The device you see in Kreed's hand, is called an AAC, it is used for those who do not have a voice. This video is dedicated to that device, his family and to my hero Kreed. I felt like such a loser, and you were not, you were a hero who lived an epic life. So I will live an even more epic life, for you my friend. I made the video at the bottom of the page, to tell Kreed's story. But. also as a way to thank him... To leave an everlasting impression of my Hero. I used to think of Luke Skywalker, Superman, Batman and countless others... Now all I think of is my true hero Kreed. Autism is not the condition many think it is, it needs love and understanding. We often hate ourselves more than anything, even if we strike out at you. We really are angry with ourselves and can not control our responses... I used to break things, cut and also abuse the pills the Dr's kept giving me that, did no good... then I started chewing on my hands when I got angry, no more hurting others just biting myself... Childish but it worked... All the while I was using Cannabis to treat my condition, with the right strains and the right high does for my issues I am perfectly normal, and happy... Without it, I used to bite to self-harm... Then I saw Kreed... And it was like he told me stop, "I can not understand what you can.

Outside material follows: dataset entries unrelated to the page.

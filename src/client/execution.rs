//! 请求执行逻辑：超时、重试与响应解码。
//!
//! Request execution: timeout, retry/backoff and response decoding around a
//! single transport call.

use std::sync::Arc;
use tokio::time::Instant;
use tokio_util::sync::CancellationToken;
use tracing::{info, warn};

use super::policy::{Decision, RetryPolicy};
use crate::transport::{Transport, TransportRequest, TransportResponse};
use crate::types::request::ResolvedRequest;
use crate::types::response::{flatten_headers, ApiResponse, ContentKind, ResponseBody};
use crate::{Error, Result};

pub(crate) struct RequestExecutor {
    transport: Arc<dyn Transport>,
    policy: RetryPolicy,
}

impl RequestExecutor {
    pub fn new(transport: Arc<dyn Transport>) -> Self {
        Self {
            transport,
            policy: RetryPolicy::default(),
        }
    }

    pub fn transport_name(&self) -> &'static str {
        self.transport.name()
    }

    /// Execute with up to `request.retries` additional attempts.
    pub async fn execute(&self, url: &str, request: &ResolvedRequest) -> Result<ApiResponse<ResponseBody>> {
        let body = request
            .body
            .as_ref()
            .map(serde_json::to_string)
            .transpose()?;
        let headers: Vec<(String, String)> = request
            .headers
            .iter()
            .map(|(k, v)| (k.clone(), v.clone()))
            .collect();

        let start = Instant::now();
        let mut attempt: u32 = 0;
        loop {
            let outgoing = TransportRequest {
                method: request.method,
                url: url.to_string(),
                headers: headers.clone(),
                body: body.clone(),
                abort: CancellationToken::new(),
            };

            let err = match self.execute_once(outgoing, request).await {
                Ok(response) => {
                    info!(
                        method = request.method.as_str(),
                        url,
                        http_status = response.status,
                        attempts = attempt + 1,
                        duration_ms = start.elapsed().as_millis() as u64,
                        "speedcast request completed"
                    );
                    return Ok(response);
                }
                Err(err) => err,
            };

            match self.policy.decide(&err, attempt, request.retries) {
                Decision::Retry { delay } => {
                    warn!(
                        method = request.method.as_str(),
                        url,
                        attempt,
                        delay_ms = delay.as_millis() as u64,
                        error = %err,
                        "speedcast request failed, retrying"
                    );
                    tokio::time::sleep(delay).await;
                    attempt += 1;
                }
                Decision::Fail => {
                    info!(
                        method = request.method.as_str(),
                        url,
                        attempts = attempt + 1,
                        retryable = err.is_retryable(),
                        duration_ms = start.elapsed().as_millis() as u64,
                        error = %err,
                        "speedcast request failed"
                    );
                    return Err(err);
                }
            }
        }
    }

    /// A single attempt raced against the per-call timeout.
    async fn execute_once(
        &self,
        outgoing: TransportRequest,
        request: &ResolvedRequest,
    ) -> Result<ApiResponse<ResponseBody>> {
        let abort = outgoing.abort.clone();
        let response = tokio::select! {
            res = self.transport.send(outgoing) => res?,
            _ = tokio::time::sleep(request.timeout) => {
                abort.cancel();
                return Err(Error::Timeout {
                    timeout_ms: request.timeout.as_millis() as u64,
                });
            }
        };
        decode_response(response)
    }
}

/// Status check, then decode the body per its declared content type.
pub(crate) fn decode_response(response: TransportResponse) -> Result<ApiResponse<ResponseBody>> {
    let TransportResponse {
        status,
        status_text,
        headers,
        content_type,
        body,
    } = response;

    if !(200..=299).contains(&status) {
        return Err(Error::Status { status, status_text });
    }

    let kind = ContentKind::from_content_type(content_type.as_deref());
    let data = ResponseBody::decode(kind, content_type.as_deref().unwrap_or_default(), body)?;

    Ok(ApiResponse {
        data,
        status,
        status_text,
        headers: flatten_headers(headers),
    })
}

Find something else... My device helped me beyond my weed", it felt like he was telling me, like Obi Wan to Luke...
So I remembered how I used to cope, great music, Metallica, Janis Joplin, The Beatles, HaleStrom and Motion City Soundtrack to name just a few.., Then I went back into my love of gaming more than ever, searching for games that I would love, not thinking of reviews, just looking for games that would be fun for me. Trying to just live an epic life, while creating the art that matters to me, as I feel even if only one person gets it, that is enough. I found great games that inspired me, I wrote a Novella, I did so much... Yet the pain still got to me... No matter my heroes, the things the mattered most to me, it all felt meaningless... In my worst moments, I then found Kreed... And the fire inside that drove me as an artist, that gave me purpose and strength, even faith... Kreed lit it up like the Fourth of July. I now can never think of not having an epic day, I can not take pity on myself... I have it easy, I can learn and spread your message, your lessons and love. Even if I never bounce with you, laugh with you, eat fries at Five Guys with you, I love you pal. I also love that while I never had a father worth a damn, this boy got two of the most incredible Mothers a child could wish for. Not all of us need Parents like his, I may be in pain and damaged, but I endure. So I am happy that while I did not have a Family, he did... Your soaring in the skies now, like Superman, guarding, protecting and watching over us all...
Tribute to a real Superman, my musical story and tribute to my Hero Kreed Joshua.
You will never leave my mind, not for a second, not ever. You will forever be missed.